▶ [Exercise goal]
Find all lines in the records that include the word "resolved", and copy them out.

Recorded data:

//! Semantic-equivalence verification.
//!
//! Before any move touches the real tree, each candidate is staged in a
//! scratch copy with its entry point renamed, and an external evaluator is
//! asked whether the relocated definition still produces the same derivation
//! as the original name resolved against the untouched tree. Queries go out
//! in fixed-size batches; a batch-level fault discards the whole batch (the
//! reply protocol is ordered, so a faulted batch's indexing cannot be
//! trusted) without stopping the run.

use crate::analyzer::MigrationCandidate;
use anyhow::{Context, Result, bail};
use serde::Serialize;
use std::fmt::Write as _;
use std::path::{Path, PathBuf};
use std::process::Command;
use walkdir::WalkDir;

/// Bound on candidates per evaluator query. A tunable, not a correctness
/// parameter.
pub const DEFAULT_BATCH_SIZE: usize = 32;

/// One original-vs-relocated comparison submitted to the evaluator.
#[derive(Debug, Clone)]
pub struct EquivalencePair {
    /// Attribute name resolved against the untouched full tree.
    pub name: String,
    /// Entry-point file of the relocated scratch copy, invoked directly.
    pub staged_entry: PathBuf,
}

/// External evaluator boundary.
///
/// A successful reply carries one verdict per pair, in submission order.
/// Evaluation errors (malformed expression, timeout, resource exhaustion)
/// surface as an `Err` covering the whole batch.
pub trait Evaluator {
    fn verify_batch(&self, pairs: &[EquivalencePair]) -> Result<Vec<bool>>;
}

/// Evaluator backed by the `nix` CLI.
///
/// Composes a single `nix eval --json` expression per batch that imports the
/// tree root once and compares `drvPath`s pairwise.
pub struct NixEvaluator {
    tree_root: PathBuf,
    constructor: String,
}

impl NixEvaluator {
    pub fn new(tree_root: &Path, constructor: &str) -> Self {
        NixEvaluator {
            tree_root: tree_root.to_path_buf(),
            constructor: constructor.to_string(),
        }
    }
}

impl Evaluator for NixEvaluator {
    fn verify_batch(&self, pairs: &[EquivalencePair]) -> Result<Vec<bool>> {
        let expr = batch_expression(&self.tree_root, &self.constructor, pairs);
        let output = Command::new("nix")
            .args(["eval", "--json", "--impure", "--expr", &expr])
            .output()
            .context("Failed to run nix eval")?;

        if !output.status.success() {
            let stderr = String::from_utf8_lossy(&output.stderr);
            bail!("nix eval failed: {}", stderr);
        }

        serde_json::from_slice(&output.stdout).context("Failed to parse evaluator reply")
    }
}

/// Builds the composite per-batch query expression.
fn batch_expression(tree_root: &Path, constructor: &str, pairs: &[EquivalencePair]) -> String {
    let mut expr = format!("let pkgs = import {} {{ }}; in [", tree_root.display());
    for pair in pairs {
        let _ = write!(
            expr,
            " (pkgs.\"{}\".drvPath == (pkgs.{} {} {{ }}).drvPath)",
            pair.name,
            constructor,
            pair.staged_entry.display()
        );
    }
    expr.push_str(" ]");
    expr
}

/// A candidate confirmed output-identical after relocation.
#[derive(Debug, Clone, Serialize)]
pub struct VerifiedMove {
    pub candidate: MigrationCandidate,
}

/// What a verification run produced.
#[derive(Debug, Default)]
pub struct VerificationOutcome {
    pub verified: Vec<VerifiedMove>,
    /// Names whose relocated copy evaluated to a different derivation.
    pub divergent: Vec<String>,
    /// Evaluator faults, one entry per discarded batch.
    pub faults: Vec<String>,
}

/// Stages candidates in scratch space and runs the batch protocol.
pub struct Verifier<'a> {
    evaluator: &'a dyn Evaluator,
    batch_size: usize,
    entry_point: String,
    target_entry_point: String,
}

impl<'a> Verifier<'a> {
    pub fn new(
        evaluator: &'a dyn Evaluator,
        batch_size: usize,
        entry_point: &str,
        target_entry_point: &str,
    ) -> Self {
        Verifier {
            evaluator,
            batch_size: batch_size.max(1),
            entry_point: entry_point.to_string(),
            target_entry_point: target_entry_point.to_string(),
        }
    }

    /// Verifies all candidates, returning the survivors as [`VerifiedMove`]s.
    ///
    /// Candidate directories are copied, never moved; the scratch area lives
    /// only for the duration of this call and is purged regardless of
    /// outcome.
    pub fn verify(&self, candidates: &[MigrationCandidate]) -> Result<VerificationOutcome> {
        let mut outcome = VerificationOutcome::default();
        if candidates.is_empty() {
            return Ok(outcome);
        }

        let scratch = tempfile::tempdir().context("Failed to create scratch directory")?;

        let mut pairs = Vec::with_capacity(candidates.len());
        for candidate in candidates {
            let staged_dir = scratch.path().join(&candidate.name);
            copy_dir(&candidate.directory, &staged_dir)?;

            let old_entry = staged_dir.join(&self.entry_point);
            let staged_entry = staged_dir.join(&self.target_entry_point);
            std::fs::rename(&old_entry, &staged_entry).with_context(|| {
                format!("Failed to rename staged entry point for {}", candidate.name)
            })?;

            pairs.push(EquivalencePair {
                name: candidate.name.clone(),
                staged_entry,
            });
        }

        for (chunk, pair_chunk) in candidates
            .chunks(self.batch_size)
            .zip(pairs.chunks(self.batch_size))
        {
            match self.evaluator.verify_batch(pair_chunk) {
                Ok(verdicts) if verdicts.len() == chunk.len() => {
                    for (candidate, verdict) in chunk.iter().zip(verdicts) {
                        if verdict {
                            outcome.verified.push(VerifiedMove {
                                candidate: candidate.clone(),
                            });
                        } else {
                            outcome.divergent.push(candidate.name.clone());
                        }
                    }
                }
                Ok(verdicts) => {
                    outcome.faults.push(format!(
                        "evaluator returned {} verdicts for {} candidates",
                        verdicts.len(),
                        chunk.len()
                    ));
                }
                Err(err) => outcome.faults.push(err.to_string()),
            }
        }

        Ok(outcome)
    }
}

/// Recursively copies a candidate directory into scratch space.
fn copy_dir(src: &Path, dest: &Path) -> Result<()> {
    for entry in WalkDir::new(src) {
        let entry = entry.with_context(|| format!("Failed to walk {}", src.display()))?;
        let relative = entry
            .path()
            .strip_prefix(src)
            .with_context(|| format!("Walked outside {}", src.display()))?;
        let target = dest.join(relative);
        if entry.file_type().is_dir() {
            std::fs::create_dir_all(&target)
                .with_context(|| format!("Failed to create {}", target.display()))?;
        } else {
            std::fs::copy(entry.path(), &target)
                .with_context(|| format!("Failed to copy {}", entry.path().display()))?;
        }
    }
    Ok(())
}

#[cfg(test)]
mod tests {
    use super::*;
    use std::cell::RefCell;
    use std::fs;

    struct FnEvaluator<F>(F);

    impl<F> Evaluator for FnEvaluator<F>
    where
        F: Fn(&[EquivalencePair]) -> Result<Vec<bool>>,
    {
        fn verify_batch(&self, pairs: &[EquivalencePair]) -> Result<Vec<bool>> {
            (self.0)(pairs)
        }
    }

    fn candidate(dir: &Path, name: &str) -> MigrationCandidate {
        let directory = dir.join(name);
        fs::create_dir_all(&directory).unwrap();
        fs::write(directory.join("default.nix"), "{ }").unwrap();
        MigrationCandidate {
            name: name.to_string(),
            directory,
            line: 0,
        }
    }

    #[test]
    fn stages_renamed_copy_without_touching_original() {
        let dir = tempfile::tempdir().unwrap();
        let cand = candidate(dir.path(), "foo");
        fs::write(cand.directory.join("fix.patch"), "--- a\n").unwrap();

        let seen = RefCell::new(Vec::new());
        let evaluator = FnEvaluator(|pairs: &[EquivalencePair]| -> Result<Vec<bool>> {
            for pair in pairs {
                assert!(pair.staged_entry.is_file(), "staged entry must exist");
                assert!(pair.staged_entry.ends_with("foo/package.nix"));
                assert!(pair.staged_entry.with_file_name("fix.patch").is_file());
                seen.borrow_mut().push(pair.staged_entry.clone());
            }
            Ok(vec![true; pairs.len()])
        });

        let verifier = Verifier::new(&evaluator, DEFAULT_BATCH_SIZE, "default.nix", "package.nix");
        let outcome = verifier.verify(std::slice::from_ref(&cand)).unwrap();

        assert_eq!(outcome.verified.len(), 1);
        assert_eq!(outcome.verified[0].candidate.name, "foo");
        // Original untouched.
        assert!(cand.directory.join("default.nix").is_file());
        // Scratch purged after the run.
        assert!(!seen.borrow()[0].exists());
    }

    #[test]
    fn negative_verdict_discards_candidate() {
        let dir = tempfile::tempdir().unwrap();
        let cand = candidate(dir.path(), "foo");

        let evaluator =
            FnEvaluator(|pairs: &[EquivalencePair]| -> Result<Vec<bool>> {
                Ok(vec![false; pairs.len()])
            });
        let verifier = Verifier::new(&evaluator, DEFAULT_BATCH_SIZE, "default.nix", "package.nix");
        let outcome = verifier.verify(std::slice::from_ref(&cand)).unwrap();

        assert!(outcome.verified.is_empty());
        assert_eq!(outcome.divergent, vec!["foo".to_string()]);
    }

    #[test]
    fn faulted_batch_drops_only_that_batch() {
        let dir = tempfile::tempdir().unwrap();
        let candidates = vec![
            candidate(dir.path(), "aa"),
            candidate(dir.path(), "bb"),
            candidate(dir.path(), "cc"),
        ];

        // First batch (two pairs) faults; the final single-pair batch works.
        let evaluator = FnEvaluator(|pairs: &[EquivalencePair]| -> Result<Vec<bool>> {
            if pairs.len() == 2 {
                bail!("evaluator timeout");
            }
            Ok(vec![true; pairs.len()])
        });
        let verifier = Verifier::new(&evaluator, 2, "default.nix", "package.nix");
        let outcome = verifier.verify(&candidates).unwrap();

        assert_eq!(outcome.verified.len(), 1);
        assert_eq!(outcome.verified[0].candidate.name, "cc");
        assert_eq!(outcome.faults.len(), 1);
        assert!(outcome.faults[0].contains("timeout"));
    }

    #[test]
    fn reply_length_mismatch_counts_as_fault() {
        let dir = tempfile::tempdir().unwrap();
        let cand = candidate(dir.path(), "foo");

        let evaluator =
            FnEvaluator(|_: &[EquivalencePair]| -> Result<Vec<bool>> { Ok(Vec::new()) });
        let verifier = Verifier::new(&evaluator, DEFAULT_BATCH_SIZE, "default.nix", "package.nix");
        let outcome = verifier.verify(std::slice::from_ref(&cand)).unwrap();

        assert!(outcome.verified.is_empty());
        assert_eq!(outcome.faults.len(), 1);
    }

    #[test]
    fn batch_expression_pairs_original_and_relocated() {
        let pairs = vec![EquivalencePair {
            name: "foo".to_string(),
            staged_entry: PathBuf::from("/scratch/foo/package.nix"),
        }];
        let expr = batch_expression(Path::new("/tree"), "callPackage", &pairs);
        assert!(expr.starts_with("let pkgs = import /tree { };"));
        assert!(expr.contains("pkgs.\"foo\".drvPath"));
        assert!(expr.contains("pkgs.callPackage /scratch/foo/package.nix { }"));
    }
}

▶ [Solution to this problem]
//! as the original name resolved against the untouched tree. Queries go out
    /// Attribute name resolved against the untouched full tree.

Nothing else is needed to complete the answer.